Author, Colonel Kevin Weddle

Lincoln's Tragic Admiral:

The Life of Samuel Francis Du Pont

Once revered as one of the finest officers in the U.S. Navy, Rear Admiral Samuel Francis Du Pont is now, when remembered at all, criticized for resisting  technological advancement and for half-heartedly leading the disastrous all-ironclad Union naval attack on Charleston.  Despite the fact that Du Pont’s name has become intertwined with the ironclad due to the catastrophic  battle that brought shame on both the man and the machine, Weddle reveals that the admiral was the victim of a double irony 

Kevin J. Weddle is a professor and Deputy Dean of Academics at the United States Army War College.  He is an active duty Army colonel and holds a Ph.D. in history from Princeton University.        

 

February 12th

Photographer, Chris Heisey

Heart Drawn to See –

Images of our Battlefields.

The evocative Civil War imagery of Chris Heisey has appeared in more than 70 publications, including National Geographic Traveler, Popular Photography, and North and South.

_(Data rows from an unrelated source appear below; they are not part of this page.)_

//! End-to-end probe: launch, handshake, one tool call, print, shut down.

use std::io::Write;

use serde_json::Value;
use tracing::{info, info_span, warn, Instrument};

use crate::config::ProbeConfig;
use crate::stdio::handshake;
use crate::stdio::spawner::ServerProcess;
use crate::{AppError, Result};

/// Run the handshake and the configured tool call on a started server.
///
/// The `initialize` response is read and discarded. Returns the
/// `tools/call` response, or `None` if the server closed stdout first.
///
/// # Errors
///
/// Propagates send, receive, and timeout failures.
pub async fn run_sequence(
    server: &mut ServerProcess,
    config: &ProbeConfig,
) -> Result<Option<Value>> {
    handshake::initialize(server, &config.client).await?;
    handshake::notify_initialized(server).await?;
    handshake::call_tool(server, &config.tool).await
}

/// Pretty-print a response with two-space indentation.
///
/// A missing response renders as `null`.
///
/// # Errors
///
/// Returns `AppError::Protocol` if the value cannot be serialised.
pub fn render_response(response: Option<&Value>) -> Result<String> {
    serde_json::to_string_pretty(&response)
        .map_err(|e| AppError::Protocol(format!("failed to render response: {e}")))
}

/// Launch the configured server, run the sequence, and write the rendered
/// tool response followed by a newline to `out`.
///
/// The server is shut down whether or not the sequence succeeds; the
/// sequence error takes precedence over a shutdown error.
///
/// # Errors
///
/// - `AppError::Launch` if the server cannot be started.
/// - Any error from [`run_sequence`], [`render_response`], or the shutdown.
/// - `AppError::Io` if writing to `out` fails.
pub async fn run(config: &ProbeConfig, out: &mut impl Write) -> Result<()> {
    let span = info_span!(
        "probe",
        command = config.server.command.as_str(),
        tool = config.tool.name.as_str()
    );
    run_in_span(config, out).instrument(span).await
}

async fn run_in_span(config: &ProbeConfig, out: &mut impl Write) -> Result<()> {
    let mut server =
        ServerProcess::start(&config.server)?.with_receive_timeout(config.receive_timeout());

    let outcome = run_sequence(&mut server, config)
        .await
        .and_then(|response| print_response(response.as_ref(), out));

    let shutdown = server.shutdown();
    if let Err(ref err) = shutdown {
        warn!(%err, "server shutdown failed");
    }

    outcome?;
    shutdown?;
    info!("probe complete");
    Ok(())
}

fn print_response(response: Option<&Value>, out: &mut impl Write) -> Result<()> {
    let rendered = render_response(response)?;
    writeln!(out, "{rendered}")
        .and_then(|()| out.flush())
        .map_err(|e| AppError::Io(format!("failed to write response: {e}")))
}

Commissioned by the National Park Service and the U.S. congress for   numerous assignments, his work has earned several merit citations including a recent Photo of the Century award.  Join Chris as he shares stories of his photographic journeys.  You’ll be astounded at the magnificence that his camera discovers on the battlefields that mean so much to us.

 

March 12th

Gabor and Jake Boritt

The Gettysburg Gospel: The Lincoln Speech That Nobody Knows

Abraham Lincoln's Gettysburg Address is full of legends, mysteries, as well as newly discovered knowledge. The words Lincoln spoke at Gettysburg comprise the most famous speech in history. Lincoln scholar Gabor Boritt shows, there is much that we don't know about the speech. In The Gettysburg Gospel he reconstructs what really happened in Gettysburg, Pennsylvania, on November 19, 1863. Boritt tears away a century of myths, lies, and legends to give us a clear understanding of the greatest American's greatest speech.

A bonus!

Afterward, selected scenes and discussion from Director, Jake Boritt’s film. BUDAPEST TO GETTYSBURG, is a riveting tale – a journey from terror to hope. A world-renowned  historian confronts a history he has refused to study: his own.  Gabor returns to his homeland to face the harsh history of his Jewish-Hungarian childhood: the Nazi invasion, Allied bombing raids, Soviet tyranny, the 1956 Revolution & his escape to America.

 

April 9th

Mary  and Martin Schaller

Soldiering for Glory: The Civil War Letters of Colonel Frank Schaller, Twenty-second Mississippi Infantry

Confederate colonel Frank Schaller lived a life of grand ambition, driven to attain rank, fortune, a good marriage, and some measure of redemption in the eyes of his German family. Edited by Mary W. Schaller and Martin N. Schaller, his correspondence from the 1860s follows his battlefield experiences, his machinations for advancement, and his courtship of Sophie Sosnowski of Columbia, South Carolina.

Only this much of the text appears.